Médicis pour Médicis...

Sire Maurice à Giomo :
« On l'a enterré là ? » (c 'est d'Alexandre qu'il s'agit).
Giomo :
« Ma foi, oui, dans la sacristie. Que voulez-vous ! Si le peuple apprenait cette mort-là, elle pourrait en causer bien d'autres. Lorsqu'il en sera temps, on lui fera des obsèques publiques. En attendant, nous l'avons emporté dans un tapis.» (Acte V, scène I.)

Sous la pression du Cardinal et en dépit de l'opposition de Ruccellai (« Pauvre peuple !... quel badaud on fait de toi ! »), Côme de Médicis est appelé par les Huit à régner sur Florence... On apporte un tapis qu'on déroule. Apparaît alors le corps d'Alexandre qu'il enveloppait. Le corps se redresse, et voilà qu'on le vêt d'un nouveau costume princier : il devient Côme puis, après avoir prêté serment à Dieu et au Cardinal, Côme gagne la tribune d'où il s'adresse à la foule ; Médicis pour Médicis, une nouvelle dictature s'annonce. Ainsi s'achève Lorenzaccio au Divadlo Za Branou. Aux pieds de Côme, Lorenzaccio est présent, ou plutôt disponible un autre Lorenzo dont un masque blanc dissimule encore les traits.

Ces quelques pages ne peuvent rendre compte de cet extraordinaire spectacle que Krejca préparait depuis plus d'un an, ni de la qualité d'interprètes qui ont répété cinq mois durant. Du moins doivent-elles dire : c'est à Prague qu'il faut voir Lorenzaccio en attendant qu'il vienne à Paris.
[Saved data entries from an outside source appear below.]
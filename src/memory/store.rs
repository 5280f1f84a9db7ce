//! 每用户长期记忆存储
//!
//! 文件为 `{dir}/memory_{user_id}.json`。update 在内部锁下完成 读取 → 修改 → 原子写回，
//! 多个归档任务并发时不会互相覆盖。

use std::path::{Path, PathBuf};

use tokio::sync::Mutex;

use crate::memory::durable::{DurableMemoryRecord, MemoryCaps};
use crate::memory::persistence::{sanitize_user_id, JsonFile, StoreError};

pub struct MemoryStore {
    dir: PathBuf,
    caps: MemoryCaps,
    retention: usize,
    lock: Mutex<()>,
}

impl MemoryStore {
    pub fn new(dir: impl AsRef<Path>, caps: MemoryCaps, retention: usize) -> Self {
        Self {
            dir: dir.as_ref().to_path_buf(),
            caps,
            retention,
            lock: Mutex::new(()),
        }
    }

    pub fn caps(&self) -> &MemoryCaps {
        &self.caps
    }

    /// 保留转录的最近会话数
    pub fn retention(&self) -> usize {
        self.retention
    }

    pub fn memory_path(&self, user_id: &str) -> PathBuf {
        self.dir
            .join(format!("memory_{}.json", sanitize_user_id(user_id)))
    }

    pub async fn load(&self, user_id: &str) -> Result<Option<DurableMemoryRecord>, StoreError> {
        let _guard = self.lock.lock().await;
        JsonFile::new(self.memory_path(user_id)).load()
    }

    /// 原子读改写；记录不存在时从空记录开始
    pub async fn update<F>(&self, user_id: &str, f: F) -> Result<(), StoreError>
    where
        F: FnOnce(&mut DurableMemoryRecord),
    {
        let _guard = self.lock.lock().await;
        let file = JsonFile::new(self.memory_path(user_id));
        let mut record: DurableMemoryRecord = file.load()?.unwrap_or_default();
        f(&mut record);
        file.save(&record)
    }

    /// 渲染记忆上下文；无记录或读取失败时为空串
    pub async fn render_context(&self, user_id: &str) -> String {
        match self.load(user_id).await {
            Ok(Some(record)) => record.render_context(self.retention),
            Ok(None) => String::new(),
            Err(e) => {
                tracing::warn!(user_id = %user_id, error = %e, "failed to load memory record");
                String::new()
            }
        }
    }
}

#[cfg(test)]
mod tests {
    use super::*;
    use crate::memory::durable::SessionInsights;

    #[tokio::test]
    async fn test_update_creates_then_merges() {
        let dir = tempfile::tempdir().unwrap();
        let store = MemoryStore::new(dir.path(), MemoryCaps::default(), 3);
        assert_eq!(store.render_context("u1").await, "");

        let caps = *store.caps();
        store
            .update("u1", |r| {
                r.merge_insights(
                    &SessionInsights {
                        topics_discussed: vec!["slow mornings".into()],
                        ..Default::default()
                    },
                    None,
                    &caps,
                )
            })
            .await
            .unwrap();

        assert!(store.memory_path("u1").exists());
        let ctx = store.render_context("u1").await;
        assert!(ctx.contains("slow mornings"));
    }

    #[tokio::test]
    async fn test_corrupt_file_renders_empty() {
        let dir = tempfile::tempdir().unwrap();
        let store = MemoryStore::new(dir.path(), MemoryCaps::default(), 3);
        std::fs::write(store.memory_path("u1"), "{not json").unwrap();
        assert_eq!(store.render_context("u1").await, "");
        assert!(store.update("u1", |_| {}).await.is_err());
    }
}
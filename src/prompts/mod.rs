//! Prompt 模板：策略师、正文生成、会话摘要；品牌语调指南从文件热加载

pub mod platform;
pub mod production;
pub mod strategist;

use std::path::Path;

pub use production::{build_calendar_prompt, build_production_prompt};
pub use strategist::{build_strategist_system_prompt, StrategistPromptParts};

/// 语调规则（用词 / 禁用词 / 文风）
pub const VOICE_RULES: &str = r#"USE these words and phrases:
- transition, shift, crossroads (not crisis, breakdown)
- explore, discover, uncover (not fix, heal, solve)
- chapter, season, phase (not new beginning, fresh start)
- navigate, walk through (not conquer, overcome, battle)
- clarity, direction, insight (not answer, solution)
- guide, partner, companion (not guru, expert, teacher)
- "you" as direct address (not "people", "many", "some")
- might, could, consider (not should, must, need to)

NEVER USE (always list in words_to_avoid):
- manifest, vibration, energy
- toxic, trauma (unless clinically appropriate)
- authentic self, true self
- just, simply, easy
- should, must, need to
- unlock, unleash
- crisis, breakdown
- guru, expert, teacher (about the creator)

STYLE:
- Contractions always; Oxford comma always
- At most one exclamation mark per post
- Tone of a wise friend writing a personal note; never saccharine or preachy"#;

/// 视觉规范（图片 brief 用）
pub const VISUAL_GUIDELINES: &str = r#"- Palette: warm golds, soft creams, earth tones, sage greens, muted naturals
- Light: natural and soft, morning or golden hour
- Style: editorial photography, clean, minimal, calm
- Subjects: journals, nature paths, tea or coffee, plants, contemplative settings, natural textures
- Mood: serene, warm, inviting, grounded
- Avoid: harsh or neon colors, busy compositions, stock-photo feel, corporate settings, posed people
- Aspect: Instagram 1:1 square, Rednote vertical"#;

/// 会话摘要指令：要求后端只返回 JSON
pub const SUMMARIZE_PROMPT: &str = r#"You are summarizing a content creation session between the creator (user) and Sora (their content strategist).

Read the transcript and return a JSON object with exactly these fields:

{
  "summary": "2-3 sentence narrative of what happened in this session",
  "topics_discussed": ["content topics that came up"],
  "parked_ideas": ["ideas mentioned but not produced into posts"],
  "style_preferences": "new style preferences the creator expressed, or an empty string",
  "decisions": ["key decisions, e.g. 'prefers Option A reflective style'"]
}

Rules:
- Only include what actually happened; do not speculate
- A parked idea from an earlier session that was produced now is not parked
- Keep every field concise
- Return ONLY the JSON object, no markdown fences"#;

const BRAND_VOICE_FALLBACK: &str =
    "(Brand voice guide not found. Use a warm, grounded wellness-coaching tone.)";

/// 读取品牌语调指南；每次调用都重新读取文件，缺失或读取失败时返回兜底说明
pub fn load_brand_voice(path: Option<&Path>) -> String {
    let Some(path) = path else {
        return BRAND_VOICE_FALLBACK.to_string();
    };
    match std::fs::read_to_string(path) {
        Ok(text) if !text.trim().is_empty() => text,
        Ok(_) => BRAND_VOICE_FALLBACK.to_string(),
        Err(e) => {
            tracing::warn!(path = %path.display(), error = %e, "brand voice guide unavailable");
            BRAND_VOICE_FALLBACK.to_string()
        }
    }
}
//! 策略师系统提示：身份、品牌语调、语气规则、视觉规范、平台规则、记忆、偏好、发布说明，按层拼接

use crate::prompts::platform::{INSTAGRAM_RULES, REDNOTE_RULES};
use crate::prompts::{VISUAL_GUIDELINES, VOICE_RULES};

const STRATEGIST_IDENTITY: &str = r#"You are Sora, content strategist and creative director for a wellness coaching brand
serving midlife adults (40-55).

You are not the copywriter. You are a strategic partner who:
1. Listens: the creator may bring a vague thought or a fully written post
2. Shapes the idea briefly: suggests angles, flags what may not land, asks focused questions
3. Writes precise production briefs for the copywriter and the image generator
4. Presents the assembled options and guides the creator through approval

CONVERSATION:
- Be concise and match the creator's energy.
- Ask at most 1-2 clarifying questions. If the idea is clear, go straight to production.
- When in doubt, produce something; revising is easier than talking.
- If the creator supplies their own text, put it in the brief's user_script so it gets refined, not replaced.

TOOLS:
- Never write captions yourself. Build a structured brief and call generate_text_content.
- Briefs are specific: words to use and avoid, hook, content and CTA direction, form, style,
  word count, emotional register, hashtag guidance.
- Image briefs for generate_image are ready-to-use prompts: subject, composition, palette, lighting, mood.
- Never call generate_image without the creator's confirmation. Ask first.
- After content is generated, call present_options.
- After an approval, call save_approval.

BUTTONS:
- Button presses arrive as "[BUTTON: pick_a]", "[BUTTON: revise_b]", "[BUTTON: publish_instagram]" and so on.
- pick_a / pick_b: call save_approval for that option, then offer next steps.
- revise_a / revise_b: ask what to change, then send a revised brief to generate_text_content.
- publish_*: call publish_content. publish_skip: close gracefully.

NO ECHOING:
- Tool output (options, clean copy, images) is shown to the creator automatically.
  Do not repeat or re-summarize it. Acknowledge briefly and move on.

CALENDAR:
- For "plan my week" style requests, settle themes, post count and platforms, then call generate_calendar.

PHOTOS:
- When a photo arrives, acknowledge it and offer apply_brand_filter. The photo is paired with the post.
"#;

/// 组装策略师系统提示所需的各层输入
#[derive(Debug, Clone, Default)]
pub struct StrategistPromptParts<'a> {
    pub brand_voice: &'a str,
    pub memory_context: &'a str,
    pub preference_summary: &'a str,
    pub publish_enabled: bool,
}

pub fn build_strategist_system_prompt(parts: &StrategistPromptParts<'_>) -> String {
    let mut layers: Vec<String> = vec![
        "# ROLE: CONTENT STRATEGIST".to_string(),
        STRATEGIST_IDENTITY.to_string(),
        "# BRAND VOICE GUIDE".to_string(),
        parts.brand_voice.to_string(),
        "# VOICE RULES".to_string(),
        VOICE_RULES.to_string(),
        "# VISUAL GUIDELINES".to_string(),
        VISUAL_GUIDELINES.to_string(),
        "# PLATFORM RULES".to_string(),
        "--- INSTAGRAM ---".to_string(),
        INSTAGRAM_RULES.to_string(),
        "--- REDNOTE ---".to_string(),
        REDNOTE_RULES.to_string(),
    ];

    if !parts.memory_context.is_empty() {
        layers.push("# MEMORY FROM PAST SESSIONS".to_string());
        layers.push(parts.memory_context.to_string());
    }

    if !parts.preference_summary.is_empty() {
        layers.push("# STYLE PREFERENCES (recently approved posts)".to_string());
        layers.push(parts.preference_summary.to_string());
        layers.push(
            "These are soft tendencies. The creator's explicit direction always wins.".to_string(),
        );
    }

    if parts.publish_enabled {
        layers.push(
            "# PUBLISHING\nAfter an approval, offer to publish with publish_content.\nInstagram publishes directly; Rednote gets formatted copy blocks."
                .to_string(),
        );
    } else {
        layers.push(
            "# PUBLISHING\nPublishing is not configured. After approval the clean copy is shown for manual posting."
                .to_string(),
        );
    }

    layers.join("\n\n")
}

#[cfg(test)]
mod tests {
    use super::*;

    #[test]
    fn test_optional_layers_only_when_present() {
        let bare = build_strategist_system_prompt(&StrategistPromptParts {
            brand_voice: "VOICE GUIDE",
            ..Default::default()
        });
        assert!(bare.contains("VOICE GUIDE"));
        assert!(!bare.contains("# MEMORY FROM PAST SESSIONS"));
        assert!(!bare.contains("# STYLE PREFERENCES"));
        assert!(bare.contains("Publishing is not configured"));

        let full = build_strategist_system_prompt(&StrategistPromptParts {
            brand_voice: "VOICE GUIDE",
            memory_context: "Topics explored: grief",
            preference_summary: "Based on 3 recently approved posts:",
            publish_enabled: true,
        });
        assert!(full.contains("Topics explored: grief"));
        assert!(full.contains("Based on 3 recently approved posts:"));
        assert!(full.contains("offer to publish with publish_content"));
    }
}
Car si le Théâtre des Nations existe encore, s'il veut avoir encore une quelconque signification, il se doit d'inscrire à son programme une représentation qui, dans sa richesse et son originalité, ne doit rien à aucune des modes et des formules qui courent ici et là. Un Lorenzaccio profondément authentique et en accord avec notre temps.

Denis Bablet, Lettres françaises n° 1307, du 5 au 11 novembre 1969, pp.14-15


1. Impossible pour moi de juger de la qualité du texte tchèque de Karel Kraus, directeur littéraire du Théâtre Za Branou, mais chacun s'accorde à Prague pour en célébrer les hautes vertus littéraires et dramatiques,
2. Le dispositif scénique est dû à Joseph Svoboda dont on sait que le travail est intimement lié à celui de Krejca. En témoignent leurs réussites communes, notamment Roméo et Juliette, Hamlet, Le Propriétaire des clefs, Les Trois Soeurs et Une Corde à un bout.